With spontaneous recurrent seizure activity — a condition called epilepsy — people can develop brain damage due to the over-stimulation of brain cells. Essentially, your brain cells get fried. We know some of the brain regions vulnerable to epilepsy-induced brain damage, a process called epileptogenesis, but we still have a poor grasp on what exactly is going on in the affected brain cells.

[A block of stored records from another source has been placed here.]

//! Merging of `and` operands into a single document.

use serde_json::Value;

use super::{AND_KEY, WHERE_KEY, single};
use crate::Document;
use crate::config::CollisionPolicy;
use crate::error::TranslationError;

/// Accumulates the documents of an `and` group.
pub(crate) struct AndMerger {
    policy: CollisionPolicy,
    doc: Document,
    /// Clauses that could not share a key with an earlier one
    deferred: Vec<Value>,
    /// The pending `$where` came verbatim from a document fragment
    raw_where: bool,
}

impl AndMerger {
    pub(crate) fn new(policy: CollisionPolicy) -> Self {
        AndMerger {
            policy,
            doc: Document::new(),
            deferred: Vec::new(),
            raw_where: false,
        }
    }

    /// Add a clause built by the translator.
    pub(crate) fn add(&mut self, clause: Document) -> Result<(), TranslationError> {
        self.add_clause(clause, false)
    }

    /// Add a caller-supplied document; its `$where` is treated as opaque.
    pub(crate) fn add_fragment(&mut self, clause: Document) -> Result<(), TranslationError> {
        self.add_clause(clause, true)
    }

    fn add_clause(&mut self, clause: Document, raw: bool) -> Result<(), TranslationError> {
        for (key, value) in clause {
            self.add_entry(key, value, raw)?;
        }
        Ok(())
    }

    fn add_entry(&mut self, key: String, value: Value, raw: bool) -> Result<(), TranslationError> {
        let Some(existing) = self.doc.get_mut(&key) else {
            if key == WHERE_KEY {
                self.raw_where = raw;
            }
            self.doc.insert(key, value);
            return Ok(());
        };

        if key == WHERE_KEY {
            let left = Predicate {
                value: existing,
                raw: self.raw_where,
            };
            let right = Predicate { value: &value, raw };
            *existing = Value::String(conjoin_where(left, right)?);
            self.raw_where = false;
            return Ok(());
        }

        if key.starts_with('$') {
            // logical operators never overwrite each other
            self.deferred.push(Value::Object(single(key, value)));
            return Ok(());
        }

        if let Some(union) = union_operator_maps(existing, &value) {
            *existing = union;
            return Ok(());
        }

        match self.policy {
            CollisionPolicy::LastWins => {
                tracing::debug!("Field '{}' constrained twice; keeping the later constraint", key);
                *existing = value;
            }
            CollisionPolicy::Error => return Err(TranslationError::FieldConflict { field: key }),
            CollisionPolicy::AndWrap => self.deferred.push(Value::Object(single(key, value))),
        }
        Ok(())
    }

    pub(crate) fn finish(self) -> Document {
        let AndMerger {
            mut doc, deferred, ..
        } = self;

        if deferred.is_empty() {
            return doc;
        }

        let mut items = match doc.shift_remove(AND_KEY) {
            Some(Value::Array(items)) => items,
            Some(other) => vec![Value::Object(single(AND_KEY.to_string(), other))],
            None => Vec::new(),
        };
        items.extend(deferred);
        doc.insert(AND_KEY.to_string(), Value::Array(items));
        doc
    }
}

/// One side of a `$where` conjunction.
struct Predicate<'a> {
    value: &'a Value,
    /// Arbitrary JavaScript rather than a predicate built by the translator
    raw: bool,
}

/// Join two `$where` predicates with `&&`.
///
/// Only expression strings can be joined; function bodies and non-string
/// values are rejected.
fn conjoin_where(left: Predicate<'_>, right: Predicate<'_>) -> Result<String, TranslationError> {
    let (Value::String(l), Value::String(r)) = (left.value, right.value) else {
        return Err(TranslationError::WhereConflict);
    };
    if is_function(l) || is_function(r) {
        return Err(TranslationError::WhereConflict);
    }
    Ok(format!("{} && {}", guard(l, left.raw), guard(r, right.raw)))
}

fn is_function(predicate: &str) -> bool {
    predicate
        .trim_start()
        .strip_prefix("function")
        .is_some_and(|rest| !rest.starts_with(|c: char| c.is_alphanumeric() || c == '_' || c == '$'))
}

/// Parenthesize anything that could bind looser than `&&`.
fn guard(predicate: &str, raw: bool) -> String {
    if raw || predicate.contains("||") {
        format!("({predicate})")
    } else {
        predicate.to_string()
    }
}

/// Union of two operator maps (`{"$gt": 1}` and `{"$lt": 5}`) when their
/// operators are disjoint.
fn union_operator_maps(existing: &Value, incoming: &Value) -> Option<Value> {
    let (Value::Object(left), Value::Object(right)) = (existing, incoming) else {
        return None;
    };

    let is_operator_map = |map: &Document| !map.is_empty() && map.keys().all(|k| k.starts_with('$'));
    if !is_operator_map(left) || !is_operator_map(right) {
        return None;
    }
    if right.keys().any(|k| left.contains_key(k)) {
        return None;
    }

    let mut union = left.clone();
    union.extend(right.clone());
    Some(Value::Object(union))
}
use anyhow::{Context, Result};
use clap::Parser;
use std::io::{BufRead, IsTerminal, Write};
use std::path::{Path, PathBuf};

use smoq::{CollisionPolicy, Document, QueryInput, TranslateOptions, Translator, TranslatorConfig};

#[derive(Parser)]
#[command(author, version, about, long_about = None)]
pub struct Cli {
    /// Query expression (reads one query per stdin line when omitted)
    pub query: Option<String>,

    /// JSON or YAML file holding a query string, a clause list, or a list of clause lists
    #[arg(short, long, conflicts_with = "query")]
    pub input: Option<PathBuf>,

    /// Translator configuration file (YAML, JSON or TOML)
    #[arg(short, long, env = "SMOQ_CONFIG")]
    pub config: Option<PathBuf>,

    /// Policy for a field constrained twice in one 'and' group (overrides config)
    #[arg(long, value_enum)]
    pub collision: Option<CollisionPolicy>,

    /// Pretty-print the output document
    #[arg(short, long)]
    pub pretty: bool,

    /// Enable verbose output
    #[arg(short, long)]
    pub verbose: bool,
}

pub fn build_translator(cli: &Cli) -> Result<Translator> {
    let mut config = match &cli.config {
        Some(path) => TranslatorConfig::load(path)
            .with_context(|| format!("Config: Failed to load {}", path.display()))?,
        None => TranslatorConfig::default(),
    };
    if let Some(policy) = cli.collision {
        config.collision = policy;
    }

    tracing::info!(
        "Translator: collision policy {:?}, {} field aliases",
        config.collision,
        config.aliases.len()
    );
    Ok(Translator::new(TranslateOptions::from(&config)))
}

/// Read a query from a JSON or YAML file, chosen by extension.
pub fn load_input(path: &Path) -> Result<QueryInput> {
    let text = std::fs::read_to_string(path)
        .with_context(|| format!("Input: Failed to read {}", path.display()))?;

    let ext = path
        .extension()
        .and_then(|e| e.to_str())
        .map(str::to_ascii_lowercase);
    let input = match ext.as_deref() {
        Some("yaml" | "yml") => serde_yaml::from_str(&text)
            .with_context(|| format!("Input: {} is not a valid YAML query", path.display()))?,
        _ => serde_json::from_str(&text)
            .with_context(|| format!("Input: {} is not a valid JSON query", path.display()))?,
    };
    Ok(input)
}

pub fn render(doc: &Document, pretty: bool) -> Result<String> {
    let json = if pretty {
        serde_json::to_string_pretty(doc)
    } else {
        serde_json::to_string(doc)
    }
    .context("Output: Failed to serialize document")?;
    Ok(json)
}

/// Translate queries read line by line until an empty line or EOF.
///
/// Errors are reported inline so one bad query does not end the session.
pub fn interactive<R: BufRead, W: Write>(
    translator: &Translator,
    pretty: bool,
    prompt: bool,
    input: R,
    mut out: W,
) -> Result<usize> {
    let mut translated = 0;
    let mut lines = input.lines();

    loop {
        if prompt {
            write!(out, "Enter query: ")?;
            out.flush()?;
        }
        let Some(line) = lines.next() else {
            break;
        };
        let line = line.context("CLI: Failed to read query from stdin")?;
        let query = line.trim();
        if query.is_empty() {
            break;
        }

        match translator.translate_query(&QueryInput::from(query)) {
            Ok(doc) => {
                writeln!(out, "{}", render(&doc, pretty)?)?;
                translated += 1;
            }
            Err(e) => writeln!(out, "error: {}", e)?,
        }
    }

    Ok(translated)
}

pub fn run(cli: &Cli) -> Result<()> {
    let translator = build_translator(cli)?;

    let input = match (&cli.query, &cli.input) {
        (Some(query), _) => QueryInput::from(query.as_str()),
        (None, Some(path)) => load_input(path)?,
        (None, None) => {
            let stdin = std::io::stdin();
            let prompt = stdin.is_terminal();
            let count = interactive(
                &translator,
                cli.pretty,
                prompt,
                stdin.lock(),
                std::io::stdout().lock(),
            )?;
            tracing::info!("Translated {} queries", count);
            return Ok(());
        }
    };

    let doc = translator
        .translate_query(&input)
        .context("CLI: Failed to translate query")?;
    println!("{}", render(&doc, cli.pretty)?);
    Ok(())
}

In an article published in Brain Research, Khodaverdiana and colleagues show that during seizures and epileptogenesis in mice there is a dramatic decline in the levels of nicotinamide adenine dinucleotide (NAD+). Corresponding with this decrease in NAD+ levels, the research team based out of Tarbiat Modares University in Tehran, Iran, saw an increase in the levels and activity of an enzyme that degrades NAD+ called CD38 in a brain region vulnerable to epileptogenesis — the hippocampus, which is linked to learning and memory. The study goes on to show that these changes in NAD+ and CD38 levels are linked to dysregulated calcium signaling, which is fundamental to the excitability of brain cells and may explain epileptogenesis.
Taken together, these results revealed that CD38-induced elevation of cell calcium levels could be a key damage-causing event in epilepsy and present targets for developing an effective treatment strategy to combat epileptogenesis.